Storm Dennis, and the Integration of Health and Care

Having written last week’s blog entry during a lull in Storm Dennis, I probably should update readers on what happened next.  In short, it continued to rain.  By Monday afternoon, the River Trent in Burton was causing concern, and we activated the Incident Management Team, led by Becky Lee, our Health, Safety and Wellbeing Manager.  Burton had suffered from serious flooding in 2007, and significant barriers have been built since.  It shows the unprecedented times in which we are living that the river level peaked at 11.00pm only 4cm below the tops of the barriers.  The team, with John Tradewell, who was our duty director this week, worked through the night, planning a response to the flooding, taking in such diverse considerations as notifying householders, planning for the potential evacuation of care homes, moving sandbags to shore up defences, and assisting the Environment Agency and Fire and Rescue Service.  Becky Lee is in effect our Operations Officer, and it may surprise you to read that the IMT has been mobilised 4 times since the start of 2019: the collapse of Allied Healthcare; the wildfires on the Staffordshire Moorlands; a building response in Newcastle; and now Storm Dennis.  They are 4 very different scenarios, but the core team are up and running in an hour in Staffordshire Place 1, providing the communications and control that allows the subject matter experts to work effectively.  It’s a seriously impressive organisation. 

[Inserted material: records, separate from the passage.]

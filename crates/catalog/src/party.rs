use chrono::{DateTime, Utc};
use serde::{Deserialize, Serialize};

use stockwise_core::{CustomerId, DomainError, DomainResult, Entity, SupplierId};

use crate::product::{optional, required};

/// Contact information shared by suppliers and customers.
#[derive(Debug, Clone, Default, PartialEq, Eq, Serialize, Deserialize)]
pub struct ContactInfo {
    pub email: Option<String>,
    pub phone: Option<String>,
    pub address: Option<String>,
}

impl ContactInfo {
    fn normalized(self) -> DomainResult<Self> {
        let email = optional(self.email);
        if let Some(email) = email.as_deref() {
            validate_email(email)?;
        }
        Ok(Self {
            email,
            phone: optional(self.phone),
            address: optional(self.address),
        })
    }
}

fn validate_email(email: &str) -> DomainResult<()> {
    match email.split_once('@') {
        Some((local, domain)) if !local.is_empty() && domain.contains('.') && !domain.starts_with('.') => Ok(()),
        _ => Err(DomainError::validation(format!("invalid email address: {email}"))),
    }
}

/// Supplier master record.
#[derive(Debug, Clone, PartialEq, Eq, Serialize, Deserialize)]
pub struct Supplier {
    pub id: SupplierId,
    pub name: String,
    pub contact_person: Option<String>,
    pub contact: ContactInfo,
    pub created_at: DateTime<Utc>,
}

impl Entity for Supplier {
    type Id = SupplierId;

    const KIND: &'static str = "supplier";

    fn id(&self) -> &Self::Id {
        &self.id
    }
}

/// Customer master record.
#[derive(Debug, Clone, PartialEq, Eq, Serialize, Deserialize)]
pub struct Customer {
    pub id: CustomerId,
    pub name: String,
    pub contact: ContactInfo,
    pub created_at: DateTime<Utc>,
}

impl Entity for Customer {
    type Id = CustomerId;

    const KIND: &'static str = "customer";

    fn id(&self) -> &Self::Id {
        &self.id
    }
}

#[derive(Debug, Clone, Default, PartialEq, Eq)]
pub struct NewSupplier {
    pub name: String,
    pub contact_person: Option<String>,
    pub contact: ContactInfo,
}

impl NewSupplier {
    pub(crate) fn into_supplier(self, id: SupplierId, now: DateTime<Utc>) -> DomainResult<Supplier> {
        Ok(Supplier {
            id,
            name: required("name", &self.name)?,
            contact_person: optional(self.contact_person),
            contact: self.contact.normalized()?,
            created_at: now,
        })
    }
}

/// Partial update; `None` keeps the current value.
#[derive(Debug, Clone, Default, PartialEq, Eq)]
pub struct SupplierUpdate {
    pub name: Option<String>,
    pub contact_person: Option<String>,
    pub contact: Option<ContactInfo>,
}

impl SupplierUpdate {
    pub(crate) fn apply_to(self, supplier: &Supplier) -> DomainResult<Supplier> {
        let mut next = supplier.clone();
        if let Some(name) = self.name {
            next.name = required("name", &name)?;
        }
        if let Some(person) = self.contact_person {
            next.contact_person = optional(Some(person));
        }
        if let Some(contact) = self.contact {
            next.contact = contact.normalized()?;
        }
        Ok(next)
    }
}

#[derive(Debug, Clone, Default, PartialEq, Eq)]
pub struct NewCustomer {
    pub name: String,
    pub contact: ContactInfo,
}

impl NewCustomer {
    pub(crate) fn into_customer(self, id: CustomerId, now: DateTime<Utc>) -> DomainResult<Customer> {
        Ok(Customer {
            id,
            name: required("name", &self.name)?,
            contact: self.contact.normalized()?,
            created_at: now,
        })
    }
}

/// Partial update; `None` keeps the current value.
#[derive(Debug, Clone, Default, PartialEq, Eq)]
pub struct CustomerUpdate {
    pub name: Option<String>,
    pub contact: Option<ContactInfo>,
}

impl CustomerUpdate {
    pub(crate) fn apply_to(self, customer: &Customer) -> DomainResult<Customer> {
        let mut next = customer.clone();
        if let Some(name) = self.name {
            next.name = required("name", &name)?;
        }
        if let Some(contact) = self.contact {
            next.contact = contact.normalized()?;
        }
        Ok(next)
    }
}

#[cfg(test)]
mod tests {
    use super::*;

    #[test]
    fn supplier_contact_is_normalized() {
        let supplier = NewSupplier {
            name: "TechGiant Wholesale".to_string(),
            contact_person: Some("  ".to_string()),
            contact: ContactInfo {
                email: Some(" sales@techgiant.com ".to_string()),
                phone: Some("555-0101".to_string()),
                address: None,
            },
        }
        .into_supplier(SupplierId::new(), Utc::now())
        .unwrap();

        assert_eq!(supplier.contact_person, None);
        assert_eq!(supplier.contact.email.as_deref(), Some("sales@techgiant.com"));
    }

    #[test]
    fn malformed_email_is_rejected() {
        let err = NewCustomer {
            name: "Acme Corp".to_string(),
            contact: ContactInfo {
                email: Some("purchasing.acme.com".to_string()),
                ..ContactInfo::default()
            },
        }
        .into_customer(CustomerId::new(), Utc::now())
        .unwrap_err();

        assert!(matches!(err, DomainError::Validation(_)));
    }

    #[test]
    fn customer_update_rejects_blank_name() {
        let customer = NewCustomer {
            name: "Initech".to_string(),
            contact: ContactInfo::default(),
        }
        .into_customer(CustomerId::new(), Utc::now())
        .unwrap();

        let err = CustomerUpdate {
            name: Some(" ".to_string()),
            contact: None,
        }
        .apply_to(&customer)
        .unwrap_err();

        assert_eq!(err, DomainError::validation("name cannot be empty"));
    }
}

On a completely different tack this week, it might interest you to read about the integration of health and care that is progressing in Stoke and Staffordshire.  I had a very useful session with Dale Bywater, the Director of the National Health Service England and Improvement for the Midlands (known as NHS E and I in the vernacular).  This is a relatively newly combination of the commissioners (the CCGs) and the providers (the hospital and community trusts) which has provided some welcome clarity to the system.  Dale is very happy with our Long Term Plan, one of 5 out of the 11 in his region to be passed as good to go.  He is clear that the time has come for implementation, and I made it clear that the county council is very supportive of getting on with it.  It reminds me of 2 old military adages; no plan survives first contact with the enemy, and plans are useful, but planning is invaluable.  In short, the plan is not perfect, because it can never be perfect, but it is good enough to start us in the right direction.  The planning that we have done over the past months will give us the knowledge and confidence to adapt our thinking and actions as the situation develops.  The role of the county council is many-faceted; we are the single biggest commissioner of social care and therefore must align what we do with the plan, and we are also the largest democratic body in the county, with a role in ensuring that people of Staffordshire get the healthcare and social care that they need in the future.